Well, seeing as none of those churches has an army, or a single tank, jet fighter, aircraft carrier or nuclear warhead, I cant really agree with your assessment. They may be influential, but they arent really powerful.
Well, the chapter says it is more than influential, it says that the whore “rules over the kings of the earth”. The only way I can read that, in context with the revelation that the whore is a city, is to believe that the whore will be a city that is effectively the capitol of a world empire, which rules over all nations.
Daniel tells us that the “prince that will come”, who causes the “abomination of desolation” will do so in Jerusalem. This was confirmed by Christ in the Olivet discourse, specifically referring to Daniel’s prophecy. Then, John tells us in Revelation that the “great city” is where the Lord was crucified, and there is only one city described as “great” in that entire book (”Babylon the Great”). Then we are told that this whore, who has “Babylon the Great” written on her forehead, is a city, and that this city is accountable for the blood of the saints and prophets. We also have Jesus telling the Pharisees of Jerusalem that they are accountable for the blood of the prophets.

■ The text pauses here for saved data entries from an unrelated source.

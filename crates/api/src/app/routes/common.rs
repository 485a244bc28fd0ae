use stockroom_core::{ItemId, WarehouseId};

/// Path ids that do not parse as integers address nothing, so callers answer
/// them with 404 rather than 400.
pub fn parse_warehouse_id(raw: &str) -> Option<WarehouseId> {
    raw.parse().ok()
}

pub fn parse_item_id(raw: &str) -> Option<ItemId> {
    raw.parse().ok()
}
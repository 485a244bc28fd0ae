use axum::http::StatusCode;
use axum::response::IntoResponse;
use serde_json::json;

use stockroom_core::DomainError;

const INTERNAL_ERROR_MESSAGE: &str = "internal server error";

/// HTTP status for a domain failure: 400 for validation, 404 for a missing
/// warehouse or item, 500 for backend failures.
pub fn status_for(err: &DomainError) -> StatusCode {
    if err.is_validation() {
        StatusCode::BAD_REQUEST
    } else if err.is_not_found() {
        StatusCode::NOT_FOUND
    } else {
        StatusCode::INTERNAL_SERVER_ERROR
    }
}

/// Message safe to show a client. Storage details stay in the logs.
pub fn public_message(err: &DomainError) -> String {
    match err {
        DomainError::Storage(_) => INTERNAL_ERROR_MESSAGE.to_string(),
        other => other.to_string(),
    }
}

pub fn domain_error_to_response(err: DomainError) -> axum::response::Response {
    let status = status_for(&err);
    if status.is_server_error() {
        tracing::error!(error = %err, "request failed");
    } else {
        tracing::info!(error = %err, status = status.as_u16(), "request rejected");
    }
    json_error(status, public_message(&err))
}

pub fn json_error(status: StatusCode, message: impl Into<String>) -> axum::response::Response {
    (
        status,
        axum::Json(json!({
            "error": message.into(),
        })),
    )
        .into_response()
}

This is too many connections, explicit ones at that, for us to be searching around for other candidates. The whore, “Babylon the Great”, is Jerusalem, specifically apostate Jerusalem, whose people disobey God and reject Jesus until his final return. In Jeremiah 3, God speaks of both Israel and Judah as adulterous “harlots” whom he has written a bill of divorce. So, this is not new symbolism that the Jews of John’s day would have wondered about. They would have recognized those terms instantly as applying only to those who were once faithful to God, but had committed “spiritual adultery” by going after other gods.